El fiscal jefe de Marsella,
Brice Robin, parece un tipo listo y gris que cumple con su deber. Ese perfil
alopécico y funcional lo hemos visto muchas veces, activo en las más diversas
ramas del conocimiento. A Robin podemos imaginarlo abogado, dentista o ingeniero.

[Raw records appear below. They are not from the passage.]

use super::curve::EdgeCurve;
use crate::ir::{Node, NodeKind, TypeTag};
use serde::Serialize;

#[derive(Debug, Clone, Copy, PartialEq, Eq, Serialize)]
#[serde(rename_all = "snake_case")]
pub enum RunState {
    Running,
    Paused,
}

/// Whether the simulation may move a node this tick.
#[derive(Debug, Clone, Copy, Default, PartialEq, Eq)]
pub struct NodeState {
    pub pinned: bool,
    pub dragged: bool,
}

impl NodeState {
    pub fn is_fixed(&self) -> bool {
        self.pinned || self.dragged
    }
}

#[derive(Debug, Clone, Copy, Default, PartialEq, Serialize)]
pub struct TickReport {
    /// Nodes that moved more than the settle threshold.
    pub moved: usize,
    pub max_displacement: f32,
}

impl TickReport {
    pub fn is_settled(&self) -> bool {
        self.moved == 0
    }
}

#[derive(Debug, Clone, Serialize)]
pub struct NodePlacement {
    pub id: String,
    pub kind: NodeKind,
    pub type_tag: TypeTag,
    pub label: String,
    pub x: f32,
    pub y: f32,
    pub radius: f32,
    pub outer_radius: f32,
    pub pinned: bool,
    pub dragged: bool,
    pub anchor: bool,
}

impl NodePlacement {
    pub(super) fn from_node(node: &Node, dragged: bool) -> Self {
        Self {
            id: node.id.clone(),
            kind: node.kind,
            type_tag: node.type_tag.clone(),
            label: node.label.clone(),
            x: node.pos.x,
            y: node.pos.y,
            radius: node.radius,
            outer_radius: node.outer_radius,
            pinned: node.pinned,
            dragged,
            anchor: node.anchor,
        }
    }
}

#[derive(Debug, Clone, Serialize)]
pub struct EdgePlacement {
    pub link_id: String,
    pub source_id: String,
    pub target_id: String,
    pub relation_tag: String,
    pub hotspot: Option<usize>,
    /// Curve through the label node, oriented for upright text.
    pub curve: EdgeCurve,
}

/// Snapshot handed to a renderer after a tick.
#[derive(Debug, Clone, Serialize)]
pub struct RenderFrame {
    pub tick: u64,
    pub state: RunState,
    pub width: f32,
    pub height: f32,
    pub nodes: Vec<NodePlacement>,
    pub edges: Vec<EdgePlacement>,
}

impl RenderFrame {
    pub fn node(&self, id: &str) -> Option<&NodePlacement> {
        self.nodes.iter().find(|node| node.id == id)
    }

    pub fn is_finite(&self) -> bool {
        self.nodes.iter().all(|node| node.x.is_finite() && node.y.is_finite())
            && self.edges.iter().all(|edge| {
                edge.curve.control.is_finite()
                    && edge.curve.start.is_finite()
                    && edge.curve.end.is_finite()
            })
    }
}
#[test]
fn isolated_files_collapse_and_round_trip() {
    let file = TypeTag::new("file");
    let cluster = cluster_id(&file);
    let mut network = Network::with_input(Config::default(), load_input("isolated.json"));

    let members = |network: &Network| -> BTreeSet<String> {
        network
            .clusters()
            .members(&file)
            .iter()
            .map(|node| node.id.clone())
            .collect()
    };
    let expected: BTreeSet<String> = ["main.rs", "notes.txt", "todo.md", "build.log"]
        .iter()
        .map(|id| id.to_string())
        .collect();

    assert!(network.graph().contains(&cluster));
    assert!(network.graph().contains("lib.rs"), "connected file stays visible");
    assert_eq!(members(&network), expected);
    assert!(network.clusters().is_exclusive(network.graph()));

    network.push(Command::ToggleCluster(file.clone()));
    network.tick();
    assert!(!network.graph().contains(&cluster));
    assert!(network.clusters().is_expanded(&file));
    for id in &expected {
        assert!(network.graph().contains(id), "{id} not expanded");
    }
    assert!(network.clusters().is_exclusive(network.graph()));
    network.run(20);
    assert_finite(&network, "isolated.json", "expand");

    network.push(Command::ToggleCluster(file.clone()));
    network.tick();
    let node = network.graph().node(&cluster).expect("cluster restored");
    assert_eq!(node.kind, NodeKind::Cluster);
    assert_eq!(node.type_tag, file);
    assert_eq!(members(&network), expected);
    for id in &expected {
        assert!(!network.graph().contains(id), "{id} still active");
    }
    assert_eq!(
        network.graph().nodes().iter().filter(|node| node.is_cluster()).count(),
        1
    );
}

#[test]
fn parallel_relations_get_distinct_hotspots() {
    let mut network = Network::with_input(Config::default(), load_input("parallel.json"));
    network.run(10);
    let frame = network.frame();
    assert_eq!(frame.edges.len(), 4);

    let slots: Vec<usize> = frame.edges.iter().filter_map(|edge| edge.hotspot).collect();
    assert_eq!(slots.len(), 4, "every relation holds a slot");
    let distinct: BTreeSet<usize> = slots.iter().copied().collect();
    assert_eq!(distinct.len(), 4, "slots collide: {slots:?}");
    assert!(slots.iter().all(|slot| *slot < 4));
}

#[test]
fn rederivation_keeps_hotspot_slots() {
    let mut network = Network::with_input(Config::default(), load_input("parallel.json"));
    network.run(200);
    let slots = |network: &Network| -> Vec<(String, Option<usize>)> {
        let mut slots: Vec<_> = network
            .frame()
            .edges
            .iter()
            .map(|edge| (edge.link_id.clone(), edge.hotspot))
            .collect();
        slots.sort();
        slots
    };
    let before = slots(&network);
    assert!(before.iter().all(|(_, slot)| slot.is_some()));

    network.push(Command::SetBudget(None));
    network.tick();
    assert_eq!(slots(&network), before, "labels switched slots after rederiving");
    network.push(Command::SetBudget(None));
    network.run(5);
    assert_eq!(slots(&network), before);
}

#[test]
fn curve_passes_through_label_for_every_edge() {
    for name in FIXTURES {
        let mut network = Network::with_input(Config::default(), load_input(name));
        network.run(30);
        let graph = network.graph();
        for label in graph.edge_labels() {
            let Some(info) = label.edge.as_ref() else {
                continue;
            };
            let endpoints = (graph.node(&info.source_id), graph.node(&info.target_id));
            let (Some(source), Some(target)) = endpoints else {
                continue;
            };
            let curve = EdgeCurve::through(source.pos, label.pos, target.pos);
            let at_t = curve.point_at(curve.t);
            let tolerance = 1e-4 * (1.0 + source.pos.length() + target.pos.length());
            assert!(
                at_t.distance(label.pos) <= tolerance,
                "{name}: {} misses its label at t = {} ({at_t:?} vs {:?})",
                label.id,
                curve.t,
                label.pos
            );
        }
    }
}

#[test]
fn curve_hits_labels_hugging_an_endpoint() {
    let (start, end) = (Vec2::new(-40.0, 25.0), Vec2::new(60.0, 25.0));
    for offset in [Vec2::new(0.0, 0.09), Vec2::new(0.004, 0.0), Vec2::new(-0.03, -0.05)] {
        for label in [start + offset, end + offset] {
            let curve = EdgeCurve::through(start, label, end);
            assert!(
                curve.point_at(curve.t).distance(label) < 1e-3,
                "{label:?} missed at t = {}",
                curve.t
            );
        }
    }
}
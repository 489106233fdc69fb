use crate::ir::TypeTag;
use glam::Vec2;
use std::collections::hash_map::DefaultHasher;
use std::collections::{BTreeMap, BTreeSet};
use std::f32::consts::TAU;
use std::hash::{Hash, Hasher};

/// Cap on how far a point inside a bounding box is pushed out, as a multiple
/// of its distance from the box center.
const MAX_PUSH_RATIO: f32 = 7.0;

/// Home slot per type: evenly spaced on a ring around the origin, in sorted type order.
pub fn home_slots(types: &BTreeSet<TypeTag>, ring_radius: f32) -> BTreeMap<TypeTag, Vec2> {
    let count = types.len();
    types
        .iter()
        .enumerate()
        .map(|(index, tag)| (tag.clone(), home_slot(index, count, ring_radius)))
        .collect()
}

pub fn home_slot(index: usize, count: usize, ring_radius: f32) -> Vec2 {
    if count == 0 {
        return Vec2::ZERO;
    }
    let angle = index as f32 / count as f32 * TAU;
    Vec2::new(angle.cos(), angle.sin()) * ring_radius
}

/// Deterministic offset in `[-amplitude, amplitude]²` derived from an id.
pub fn stable_jitter(id: &str, amplitude: f32) -> Vec2 {
    let mut hasher = DefaultHasher::new();
    id.hash(&mut hasher);
    let hash = hasher.finish();

    let x = ((hash & 0xffff_ffff) as f64 / u32::MAX as f64) as f32;
    let y = (((hash >> 32) & 0xffff_ffff) as f64 / u32::MAX as f64) as f32;
    Vec2::new(x * 2.0 - 1.0, y * 2.0 - 1.0) * amplitude
}

/// Pushes `point` away from the center of the box spanned by `placed`
/// (positions grown by their radii) when it falls inside that box.
pub fn push_outside_bbox(point: Vec2, placed: &[(Vec2, f32)]) -> Vec2 {
    if placed.is_empty() {
        return point;
    }
    let mut min = Vec2::splat(f32::INFINITY);
    let mut max = Vec2::splat(f32::NEG_INFINITY);
    for &(pos, radius) in placed {
        min = min.min(pos - Vec2::splat(radius));
        max = max.max(pos + Vec2::splat(radius));
    }
    let inside = point.x >= min.x && point.x <= max.x && point.y >= min.y && point.y <= max.y;
    if !inside {
        return point;
    }

    let center = (min + max) * 0.5;
    let circumradius = ((max - min) * 0.5).length();
    let delta = point - center;
    let distance = delta.length();
    if distance < 1e-3 {
        return center + Vec2::X * circumradius;
    }
    let ratio = (circumradius / distance).min(MAX_PUSH_RATIO);
    point + delta * ratio
}

/// Start position of a new entity or cluster: its home slot plus jitter,
/// pushed clear of already placed nodes of the same type.
pub fn entity_start(id: &str, home: Vec2, same_type: &[(Vec2, f32)], jitter: f32) -> Vec2 {
    push_outside_bbox(home + stable_jitter(id, jitter), same_type)
}

/// Start position of a new edge-label node: between its endpoints.
pub fn edge_label_start(id: &str, source: Vec2, target: Vec2, jitter: f32) -> Vec2 {
    (source + target) * 0.5 + stable_jitter(id, jitter)
}
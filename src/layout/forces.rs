use glam::Vec2;
use std::f32::consts::TAU;

const MIN_DISTANCE: f32 = 1e-4;

/// Per-node inputs of the collision pass.
pub(super) struct CollisionBodies<'a> {
    pub(super) positions: &'a [Vec2],
    /// Collision radius (outer radius).
    pub(super) radii: &'a [f32],
    /// Mass used to split a push between two bodies.
    pub(super) masses: &'a [f32],
    pub(super) fixed: &'a [bool],
}

/// Direction used when two bodies sit on the same point. Differs per pair so
/// stacked nodes fan out instead of moving together.
pub(super) fn fallback_direction(from: usize, to: usize) -> Vec2 {
    let angle = ((from as f32) * 0.618_034 + (to as f32) * 0.414_214) * TAU;
    Vec2::new(angle.cos(), angle.sin())
}

/// Adds overlap-resolving pushes to `pushes`. Lighter bodies take the larger
/// share; a fixed body pushes but never moves.
pub(super) fn accumulate_collisions(
    bodies: &CollisionBodies<'_>,
    strength: f32,
    pushes: &mut [Vec2],
) {
    let count = bodies.positions.len();
    for from in 0..count {
        for to in (from + 1)..count {
            if bodies.fixed[from] && bodies.fixed[to] {
                continue;
            }
            let delta = bodies.positions[from] - bodies.positions[to];
            let distance = delta.length();
            let min_distance = bodies.radii[from] + bodies.radii[to];
            if distance >= min_distance {
                continue;
            }
            let direction = if distance > MIN_DISTANCE {
                delta / distance
            } else {
                fallback_direction(from, to)
            };

            let overlap = (min_distance - distance) * strength;
            let (share_from, share_to) = match (bodies.fixed[from], bodies.fixed[to]) {
                (true, _) => (0.0, 1.0),
                (_, true) => (1.0, 0.0),
                _ => {
                    let (mass_from, mass_to) = (bodies.masses[from], bodies.masses[to]);
                    let total = mass_from + mass_to;
                    if total > 0.0 {
                        (mass_to / total, mass_from / total)
                    } else {
                        (0.5, 0.5)
                    }
                }
            };
            pushes[from] += direction * overlap * share_from;
            pushes[to] -= direction * overlap * share_to;
        }
    }
}

/// Displacement toward `home` that stops once the node is within `radius` of it.
pub(super) fn cluster_pull(pos: Vec2, home: Vec2, radius: f32, alpha: f32) -> Vec2 {
    let delta = home - pos;
    let distance = delta.length();
    if distance <= radius || distance < MIN_DISTANCE {
        return Vec2::ZERO;
    }
    delta * ((distance - radius) / distance) * alpha
}

/// Displacement covering `weight` of the way to `target`.
pub(super) fn pull_toward(pos: Vec2, target: Vec2, weight: f32) -> Vec2 {
    (target - pos) * weight
}

pub(super) fn centroid(points: impl IntoIterator<Item = Vec2>) -> Option<Vec2> {
    let (sum, count) = points
        .into_iter()
        .fold((Vec2::ZERO, 0usize), |(sum, count), point| (sum + point, count + 1));
    (count > 0).then(|| sum / count as f32)
}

Se trata del esfuerzo que da fruto, de la voz que todos escuchan durante las
cenas en familia: “Haced lo que Brice os diga”. Es posible que nada de lo
humano le sea ajeno y que sea capaz también de aflojarse la corbata y de
emocionarse, encontrando en el arte la pasión que falta en las compilaciones
legislativas. Sin duda, no es una víctima de la moda, pero le gusta ir bien
vestido, por respeto a la institución que representa.
Pero, Brice Robin no está
solo. También usted se levanta temprano e intenta hacer bien sus tareas. Sirve
el desayuno a los niños, limpia la casa y acude a su puesto de trabajo. Cuando
las cosas se tuercen, evita que su familia lidie con la tristeza y se traga los
juramentos. “¿Todo va bien, cariño?”. “Sí, no te preocupes”. Así avanzan los
países.
Por ese motivo, cuando el
fiscal desveló el misterio que escondía la caja negra del Airbus 320 de
Germanwings estrellado en Los Alpes, usted lo comprendió perfectamente. El
relato de Robin iba dirigido a usted. No fue convenientemente adaptado por los
medios. No hacía falta. Fue la concisión sin extravagancias, la verdad en paños
menores. El fiscal no sobreactuó. Se limitó a explicar lo que había, a exponer
el sinsentido. Habló como un asalariado y redujo la locura al dato.
El miedo emerge entre
oficinistas que intercambian información. La normalidad de Robin y la del
espectador convergieron en un episodio trágico: el del mal que invade lo
cotidiano y amenaza con corromper el equilibrio de la responsabilidad. El avión
que no se cae, sino que es derribado. La conexión europea, refinada y emprendedora,
interrumpida por la decisión de alguien que ha perdido. Robin y usted concluyen
su jornada laboral y se relajan un rato en el sofá antes de irse a dormir. El
copiloto Andreas Lubitz pensó distinto. No sabemos en qué punto del vuelo
decidió que continuar adelante era mucho peor que precipitarse contra la
montaña. Robin tuvo que sacudirse todo su orden para ponerse a escuchar la
dramática conversación de la cabina. Y se lo contó a usted, su semejante, sin
la pretensión de incorporar argumentos científicos o antecedentes más o menos
oportunos. En su discurso, no hubo exnovias, historiales médicos, o desprendimientos
de retina. Todo eso vino más tarde. Con Brice Robin, sólo hubo tiempo para los
gritos tras la puerta y un sonido de respiración serena en la cabina. El
copiloto Andreas Lubitz, alemán de 28 años, escuchó las súplicas del comandante
mientras veía la montaña hacerse cada vez más grande. Y respiró tranquilamente.
Ese fue el hecho. El horror.
*Columna publicada el 9 de abril de 2015 en El Diario Montañés.